Because of the precautions we took, the wedding was in no way a denial of the situation we still face. But neither was it a hostage to it. We must find ways to carry on with our ceremonies and traditions, with our duties and responsibilities, however much they must adapt and change. These are the moments that give us perspective on life, the moments in which we step back and see things in the sweep of a lifetime – and a legacy. One tragedy of the pandemic is that our best response, which includes a healthy dose of isolation, inflicts so much unexpected collateral damage. Each new season brings new sacrifices as the ambit widens over the economy, into a new school year, and beyond. I fear that if we lose these moments of perspective and reflection, it will become even more difficult to solve the problems we face. We will see only the immediate conflict; we will forget that on the other end of a tweet there are, in fact, the tapping fingers of another human being.

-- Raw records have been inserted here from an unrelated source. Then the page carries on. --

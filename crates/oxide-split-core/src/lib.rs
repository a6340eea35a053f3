//! # oxide-split-core
//!
//! Splits SQL text into tokens a grammar parser can consume, without knowing
//! any statement grammar.
//!
//! Splitting happens in two steps:
//! - A greedy scan cuts the input on a table of delimiters (operators,
//!   whitespace, quotes, comment markers, punctuation), longest match first.
//! - Merge passes re-join the pieces that belong together: escape sequences,
//!   quoted strings, dotted column references, parenthesized groups,
//!   comments and session variables.
//!
//! Tokens are slices of the input, and concatenating them gives the input
//! back. Malformed SQL is never rejected: an unterminated quote, group or
//! comment simply runs to the end of the input.
//!
//! ```rust
//! use oxide_split_core::Lexer;
//!
//! let tokens = Lexer::new().split("SELECT t.id FROM t WHERE (a <=> b) -- x");
//! assert_eq!(
//!     tokens,
//!     vec![
//!         "SELECT", " ", "t.id", " ", "FROM", " ", "t", " ", "WHERE", " ", "(a <=> b)", " ",
//!         "-- x"
//!     ]
//! );
//! ```
//!
//! ## Untyped input
//!
//! Callers holding bytes or JSON go through the boundary entry points, which
//! reject non-textual input:
//!
//! ```rust
//! use oxide_split_core::{LexError, Lexer};
//!
//! let err = Lexer::new().split_json(&serde_json::json!(null)).unwrap_err();
//! assert_eq!(err.code(), LexError::INVALID_INPUT_CODE);
//! ```

pub mod dialect;
pub mod error;
pub mod lexer;
pub mod statement;

pub use dialect::{Dialect, GenericDialect};
pub use error::{LexError, Result};
pub use lexer::{sql_from_bytes, Lexer, SplitterTable};
pub use statement::{DqlStatement, StatementKind};
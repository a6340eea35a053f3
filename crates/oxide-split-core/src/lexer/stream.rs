//! Index-addressable token sequence with tombstones.

use super::span::Span;

/// Tokens of one `split` call, addressed by slot index.
///
/// A merge pass tombstones the slots it absorbs instead of removing them, so
/// neighbouring slots keep their index for the rest of the pass. Call
/// [`TokenSequence::compact`] once the pass is over.
#[derive(Debug)]
pub struct TokenSequence<'a> {
    input: &'a str,
    slots: Vec<Option<Span>>,
}

impl<'a> TokenSequence<'a> {
    pub fn new(input: &'a str, spans: Vec<Span>) -> Self {
        Self {
            input,
            slots: spans.into_iter().map(Some).collect(),
        }
    }

    /// Number of slots, tombstones included.
    pub fn len(&self) -> usize {
        self.slots.len()
    }

    /// Text of the token at `index`, or `None` for a tombstone.
    pub fn text(&self, index: usize) -> Option<&'a str> {
        let input = self.input;
        self.slots
            .get(index)
            .copied()
            .flatten()
            .map(|span| span.text(input))
    }

    /// Nearest live slot before `index`.
    pub fn prev_live(&self, index: usize) -> Option<usize> {
        (0..index).rev().find(|&k| self.slots[k].is_some())
    }

    /// Nearest live slot after `index`.
    pub fn next_live(&self, index: usize) -> Option<usize> {
        (index + 1..self.slots.len()).find(|&k| self.slots[k].is_some())
    }

    /// Merges the token at `other` into the token at `target` and tombstones
    /// `other`. Both must be live and adjacent.
    pub fn absorb(&mut self, target: usize, other: usize) {
        debug_assert!(
            self.slots[target].is_some() && self.slots[other].is_some(),
            "absorb on a tombstone: {target} <- {other}"
        );
        if let (Some(kept), Some(taken)) = (self.slots[target], self.slots[other]) {
            self.slots[target] = Some(kept.join(taken));
            self.slots[other] = None;
        }
    }

    /// Drops tombstones and renumbers the remaining slots.
    pub fn compact(&mut self) {
        self.slots.retain(Option::is_some);
    }

    /// Number of live tokens.
    pub fn live(&self) -> usize {
        self.slots.iter().filter(|slot| slot.is_some()).count()
    }

    pub fn into_tokens(self) -> Vec<&'a str> {
        let input = self.input;
        self.slots
            .into_iter()
            .flatten()
            .map(|span| span.text(input))
            .collect()
    }
}
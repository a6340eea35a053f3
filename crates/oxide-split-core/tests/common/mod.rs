#![allow(dead_code)]

use oxide_split_core::Lexer;

pub fn split(sql: &str) -> Vec<&str> {
    let tokens = Lexer::new().split(sql);
    assert_lossless(sql, &tokens);
    tokens
}

pub fn split_raw(sql: &str) -> Vec<&str> {
    let tokens = Lexer::new().split_raw(sql);
    assert_lossless(sql, &tokens);
    tokens
}

/// Asserts that the tokens concatenate back to the input.
pub fn assert_lossless(sql: &str, tokens: &[&str]) {
    let joined = tokens.concat();
    assert_eq!(
        joined, sql,
        "Tokens do not rebuild the input.\n  Input:  {sql:?}\n  Tokens: {tokens:?}"
    );
}

/// Returns the tokens that are not pure whitespace.
pub fn significant(sql: &str) -> Vec<&str> {
    split(sql)
        .into_iter()
        .filter(|token| !token.trim().is_empty())
        .collect()
}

If the hope for creative compromise and coordination withers, all our other problems will be out of reach. Despite all our institutional strength, our system still depends fundamentally on good faith to resolve our differences – faith in the moral character of others; faith in our ability to compromise and change; faith that springs from what we can share, which usually includes our common ceremonies and traditions, breathing life into stadiums, schools, and places of worship, but which, right now, does not include much.
Instead, in this election year, we must find common ground. Let us keep the faith however we can. Focus on the essence of our traditions and ceremonies, even if the execution must be drastically adapted. Carve out a place for harmony, even if it must remain behind plexiglass, or in a shared stream. Find the space to connect, even via an awkward, extemporaneous livestream.
On the day of my daughter’s wedding, away from the cacophony if only for a moment, I found the space to reflect. It is not about the material things in life but instead about the memories we create. I will forever remember Kelly’s wedding, along with the most cherished of my life’s milestones – the solemn memories that center, that soften, that settle. My eternal hope is that Kelly will always remember me on her special day.